Directions for this task:
Return each entry exactly, so that nothing in the data differs from the original.

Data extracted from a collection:
═══

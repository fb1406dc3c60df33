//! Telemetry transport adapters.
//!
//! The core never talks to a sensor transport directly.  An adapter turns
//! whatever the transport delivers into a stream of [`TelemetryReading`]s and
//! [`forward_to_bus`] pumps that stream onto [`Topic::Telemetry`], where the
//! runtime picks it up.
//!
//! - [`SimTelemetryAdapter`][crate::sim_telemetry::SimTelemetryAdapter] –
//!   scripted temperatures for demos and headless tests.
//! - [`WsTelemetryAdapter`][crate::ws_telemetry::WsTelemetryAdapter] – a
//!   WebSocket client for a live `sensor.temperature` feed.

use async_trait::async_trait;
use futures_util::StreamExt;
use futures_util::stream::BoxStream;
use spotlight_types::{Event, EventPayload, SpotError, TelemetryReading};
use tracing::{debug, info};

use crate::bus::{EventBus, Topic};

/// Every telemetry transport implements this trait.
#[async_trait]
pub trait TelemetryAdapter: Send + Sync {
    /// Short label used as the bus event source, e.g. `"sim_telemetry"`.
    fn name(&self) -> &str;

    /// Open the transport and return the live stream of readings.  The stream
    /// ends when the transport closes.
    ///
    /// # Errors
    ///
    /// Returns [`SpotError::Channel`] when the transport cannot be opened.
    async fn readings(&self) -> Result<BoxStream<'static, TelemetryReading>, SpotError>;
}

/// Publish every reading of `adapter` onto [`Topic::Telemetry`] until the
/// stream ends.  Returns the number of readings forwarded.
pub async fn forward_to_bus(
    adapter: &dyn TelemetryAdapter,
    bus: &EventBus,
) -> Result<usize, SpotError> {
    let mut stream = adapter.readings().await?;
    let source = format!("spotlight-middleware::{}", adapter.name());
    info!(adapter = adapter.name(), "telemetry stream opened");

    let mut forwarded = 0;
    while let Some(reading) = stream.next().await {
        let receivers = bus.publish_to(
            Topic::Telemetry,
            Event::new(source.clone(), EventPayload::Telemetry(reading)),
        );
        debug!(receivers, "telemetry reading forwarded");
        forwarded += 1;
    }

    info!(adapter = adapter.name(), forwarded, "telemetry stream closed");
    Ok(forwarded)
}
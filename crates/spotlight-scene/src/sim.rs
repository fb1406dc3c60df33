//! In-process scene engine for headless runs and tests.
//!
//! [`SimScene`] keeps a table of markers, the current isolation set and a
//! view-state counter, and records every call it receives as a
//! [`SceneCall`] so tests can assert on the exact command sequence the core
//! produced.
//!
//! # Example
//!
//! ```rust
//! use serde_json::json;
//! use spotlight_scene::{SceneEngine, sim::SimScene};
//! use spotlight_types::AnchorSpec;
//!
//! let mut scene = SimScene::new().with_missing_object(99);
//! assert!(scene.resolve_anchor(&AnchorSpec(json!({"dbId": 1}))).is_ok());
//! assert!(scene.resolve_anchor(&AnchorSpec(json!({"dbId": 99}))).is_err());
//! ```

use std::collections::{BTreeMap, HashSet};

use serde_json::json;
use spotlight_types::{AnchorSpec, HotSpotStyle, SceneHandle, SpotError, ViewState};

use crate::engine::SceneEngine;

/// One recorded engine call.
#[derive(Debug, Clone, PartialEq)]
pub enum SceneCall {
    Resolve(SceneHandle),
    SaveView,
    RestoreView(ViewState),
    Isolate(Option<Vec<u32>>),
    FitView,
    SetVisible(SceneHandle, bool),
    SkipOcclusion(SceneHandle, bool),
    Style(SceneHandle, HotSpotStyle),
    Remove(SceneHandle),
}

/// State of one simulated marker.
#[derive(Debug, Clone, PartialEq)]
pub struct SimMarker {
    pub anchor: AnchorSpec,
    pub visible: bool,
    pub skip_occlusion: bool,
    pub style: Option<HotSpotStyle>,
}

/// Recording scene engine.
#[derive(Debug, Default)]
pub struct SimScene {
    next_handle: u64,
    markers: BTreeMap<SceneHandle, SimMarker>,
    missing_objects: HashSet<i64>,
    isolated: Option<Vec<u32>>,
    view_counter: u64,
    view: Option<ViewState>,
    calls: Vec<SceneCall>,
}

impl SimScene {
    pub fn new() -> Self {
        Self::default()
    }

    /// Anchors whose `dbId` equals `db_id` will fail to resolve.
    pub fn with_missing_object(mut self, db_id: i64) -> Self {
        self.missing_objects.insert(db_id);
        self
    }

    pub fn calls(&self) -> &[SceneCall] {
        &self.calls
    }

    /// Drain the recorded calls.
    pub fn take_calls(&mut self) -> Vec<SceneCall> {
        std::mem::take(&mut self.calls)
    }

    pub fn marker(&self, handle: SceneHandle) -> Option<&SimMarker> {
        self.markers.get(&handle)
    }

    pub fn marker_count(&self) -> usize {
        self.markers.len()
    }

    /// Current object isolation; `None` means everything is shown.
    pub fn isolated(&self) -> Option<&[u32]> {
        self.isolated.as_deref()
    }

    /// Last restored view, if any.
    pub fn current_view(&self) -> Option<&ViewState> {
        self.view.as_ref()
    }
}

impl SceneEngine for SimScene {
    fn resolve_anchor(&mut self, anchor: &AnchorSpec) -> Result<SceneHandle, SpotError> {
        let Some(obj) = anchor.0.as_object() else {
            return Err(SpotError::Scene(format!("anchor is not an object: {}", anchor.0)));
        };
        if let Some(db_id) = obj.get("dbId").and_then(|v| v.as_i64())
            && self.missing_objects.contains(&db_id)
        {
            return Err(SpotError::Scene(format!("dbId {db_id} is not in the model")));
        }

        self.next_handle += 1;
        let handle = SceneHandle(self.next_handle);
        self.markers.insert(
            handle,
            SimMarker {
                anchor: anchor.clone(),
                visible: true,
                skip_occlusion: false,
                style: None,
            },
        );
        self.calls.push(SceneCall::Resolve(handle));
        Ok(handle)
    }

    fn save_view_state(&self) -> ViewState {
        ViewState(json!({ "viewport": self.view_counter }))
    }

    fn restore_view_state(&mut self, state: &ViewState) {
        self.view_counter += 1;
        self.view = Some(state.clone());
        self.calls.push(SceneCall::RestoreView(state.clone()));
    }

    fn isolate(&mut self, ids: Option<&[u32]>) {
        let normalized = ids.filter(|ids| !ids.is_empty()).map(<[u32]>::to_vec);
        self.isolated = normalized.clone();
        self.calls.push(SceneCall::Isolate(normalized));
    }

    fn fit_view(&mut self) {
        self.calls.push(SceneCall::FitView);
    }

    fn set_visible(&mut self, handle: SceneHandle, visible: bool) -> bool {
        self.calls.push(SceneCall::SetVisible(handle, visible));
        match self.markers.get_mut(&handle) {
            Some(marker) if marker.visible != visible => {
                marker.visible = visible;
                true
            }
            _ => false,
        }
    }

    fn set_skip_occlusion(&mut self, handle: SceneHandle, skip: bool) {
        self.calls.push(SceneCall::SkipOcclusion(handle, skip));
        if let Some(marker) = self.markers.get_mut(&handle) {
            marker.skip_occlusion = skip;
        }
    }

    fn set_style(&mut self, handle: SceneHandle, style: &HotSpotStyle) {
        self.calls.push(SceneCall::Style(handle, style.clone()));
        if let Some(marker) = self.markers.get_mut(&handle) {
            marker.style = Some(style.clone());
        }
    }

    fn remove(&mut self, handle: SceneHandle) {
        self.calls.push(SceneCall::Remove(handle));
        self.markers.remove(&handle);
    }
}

═══

Task result:
repository fb1406dc3c60df33
//! Telemetry transport adapters.
//!
//! The core never talks to a sensor transport directly.  An adapter turns
//! whatever the transport delivers into a stream of [`TelemetryReading`]s and
//! [`forward_to_bus`] pumps that stream onto [`Topic::Telemetry`], where the
//! runtime picks it up.
//!
//! - [`SimTelemetryAdapter`][crate::sim_telemetry::SimTelemetryAdapter] –
//!   scripted temperatures for demos and headless tests.
//! - [`WsTelemetryAdapter`][crate::ws_telemetry::WsTelemetryAdapter] – a
//!   WebSocket client for a live `sensor.temperature` feed.

use async_trait::async_trait;
use futures_util::StreamExt;
use futures_util::stream::BoxStream;
use spotlight_types::{Event, EventPayload, SpotError, TelemetryReading};
use tracing::{debug, info};

use crate::bus::{EventBus, Topic};

/// Every telemetry transport implements this trait.
#[async_trait]
pub trait TelemetryAdapter: Send + Sync {
    /// Short label used as the bus event source, e.g. `"sim_telemetry"`.
    fn name(&self) -> &str;

    /// Open the transport and return the live stream of readings.  The stream
    /// ends when the transport closes.
    ///
    /// # Errors
    ///
    /// Returns [`SpotError::Channel`] when the transport cannot be opened.
    async fn readings(&self) -> Result<BoxStream<'static, TelemetryReading>, SpotError>;
}

/// Publish every reading of `adapter` onto [`Topic::Telemetry`] until the
/// stream ends.  Returns the number of readings forwarded.
pub async fn forward_to_bus(
    adapter: &dyn TelemetryAdapter,
    bus: &EventBus,
) -> Result<usize, SpotError> {
    let mut stream = adapter.readings().await?;
    let source = format!("spotlight-middleware::{}", adapter.name());
    info!(adapter = adapter.name(), "telemetry stream opened");

    let mut forwarded = 0;
    while let Some(reading) = stream.next().await {
        let receivers = bus.publish_to(
            Topic::Telemetry,
            Event::new(source.clone(), EventPayload::Telemetry(reading)),
        );
        debug!(receivers, "telemetry reading forwarded");
        forwarded += 1;
    }

    info!(adapter = adapter.name(), forwarded, "telemetry stream closed");
    Ok(forwarded)
}
filename crates/spotlight-scene/src/sim.rs
repository fb1406dc3c60df33
//! In-process scene engine for headless runs and tests.
//!
//! [`SimScene`] keeps a table of markers, the current isolation set and a
//! view-state counter, and records every call it receives as a
//! [`SceneCall`] so tests can assert on the exact command sequence the core
//! produced.
//!
//! # Example
//!
//! ```rust
//! use serde_json::json;
//! use spotlight_scene::{SceneEngine, sim::SimScene};
//! use spotlight_types::AnchorSpec;
//!
//! let mut scene = SimScene::new().with_missing_object(99);
//! assert!(scene.resolve_anchor(&AnchorSpec(json!({"dbId": 1}))).is_ok());
//! assert!(scene.resolve_anchor(&AnchorSpec(json!({"dbId": 99}))).is_err());
//! ```

use std::collections::{BTreeMap, HashSet};

use serde_json::json;
use spotlight_types::{AnchorSpec, HotSpotStyle, SceneHandle, SpotError, ViewState};

use crate::engine::SceneEngine;

/// One recorded engine call.
#[derive(Debug, Clone, PartialEq)]
pub enum SceneCall {
    Resolve(SceneHandle),
    SaveView,
    RestoreView(ViewState),
    Isolate(Option<Vec<u32>>),
    FitView,
    SetVisible(SceneHandle, bool),
    SkipOcclusion(SceneHandle, bool),
    Style(SceneHandle, HotSpotStyle),
    Remove(SceneHandle),
}

/// State of one simulated marker.
#[derive(Debug, Clone, PartialEq)]
pub struct SimMarker {
    pub anchor: AnchorSpec,
    pub visible: bool,
    pub skip_occlusion: bool,
    pub style: Option<HotSpotStyle>,
}

/// Recording scene engine.
#[derive(Debug, Default)]
pub struct SimScene {
    next_handle: u64,
    markers: BTreeMap<SceneHandle, SimMarker>,
    missing_objects: HashSet<i64>,
    isolated: Option<Vec<u32>>,
    view_counter: u64,
    view: Option<ViewState>,
    calls: Vec<SceneCall>,
}

impl SimScene {
    pub fn new() -> Self {
        Self::default()
    }

    /// Anchors whose `dbId` equals `db_id` will fail to resolve.
    pub fn with_missing_object(mut self, db_id: i64) -> Self {
        self.missing_objects.insert(db_id);
        self
    }

    pub fn calls(&self) -> &[SceneCall] {
        &self.calls
    }

    /// Drain the recorded calls.
    pub fn take_calls(&mut self) -> Vec<SceneCall> {
        std::mem::take(&mut self.calls)
    }

    pub fn marker(&self, handle: SceneHandle) -> Option<&SimMarker> {
        self.markers.get(&handle)
    }

    pub fn marker_count(&self) -> usize {
        self.markers.len()
    }

    /// Current object isolation; `None` means everything is shown.
    pub fn isolated(&self) -> Option<&[u32]> {
        self.isolated.as_deref()
    }

    /// Last restored view, if any.
    pub fn current_view(&self) -> Option<&ViewState> {
        self.view.as_ref()
    }
}

impl SceneEngine for SimScene {
    fn resolve_anchor(&mut self, anchor: &AnchorSpec) -> Result<SceneHandle, SpotError> {
        let Some(obj) = anchor.0.as_object() else {
            return Err(SpotError::Scene(format!("anchor is not an object: {}", anchor.0)));
        };
        if let Some(db_id) = obj.get("dbId").and_then(|v| v.as_i64())
            && self.missing_objects.contains(&db_id)
        {
            return Err(SpotError::Scene(format!("dbId {db_id} is not in the model")));
        }

        self.next_handle += 1;
        let handle = SceneHandle(self.next_handle);
        self.markers.insert(
            handle,
            SimMarker {
                anchor: anchor.clone(),
                visible: true,
                skip_occlusion: false,
                style: None,
            },
        );
        self.calls.push(SceneCall::Resolve(handle));
        Ok(handle)
    }

    fn save_view_state(&self) -> ViewState {
        ViewState(json!({ "viewport": self.view_counter }))
    }

    fn restore_view_state(&mut self, state: &ViewState) {
        self.view_counter += 1;
        self.view = Some(state.clone());
        self.calls.push(SceneCall::RestoreView(state.clone()));
    }

    fn isolate(&mut self, ids: Option<&[u32]>) {
        let normalized = ids.filter(|ids| !ids.is_empty()).map(<[u32]>::to_vec);
        self.isolated = normalized.clone();
        self.calls.push(SceneCall::Isolate(normalized));
    }

    fn fit_view(&mut self) {
        self.calls.push(SceneCall::FitView);
    }

    fn set_visible(&mut self, handle: SceneHandle, visible: bool) -> bool {
        self.calls.push(SceneCall::SetVisible(handle, visible));
        match self.markers.get_mut(&handle) {
            Some(marker) if marker.visible != visible => {
                marker.visible = visible;
                true
            }
            _ => false,
        }
    }

    fn set_skip_occlusion(&mut self, handle: SceneHandle, skip: bool) {
        self.calls.push(SceneCall::SkipOcclusion(handle, skip));
        if let Some(marker) = self.markers.get_mut(&handle) {
            marker.skip_occlusion = skip;
        }
    }

    fn set_style(&mut self, handle: SceneHandle, style: &HotSpotStyle) {
        self.calls.push(SceneCall::Style(handle, style.clone()));
        if let Some(marker) = self.markers.get_mut(&handle) {
            marker.style = Some(style.clone());
        }
    }

    fn remove(&mut self, handle: SceneHandle) {
        self.calls.push(SceneCall::Remove(handle));
        self.markers.remove(&handle);
    }
}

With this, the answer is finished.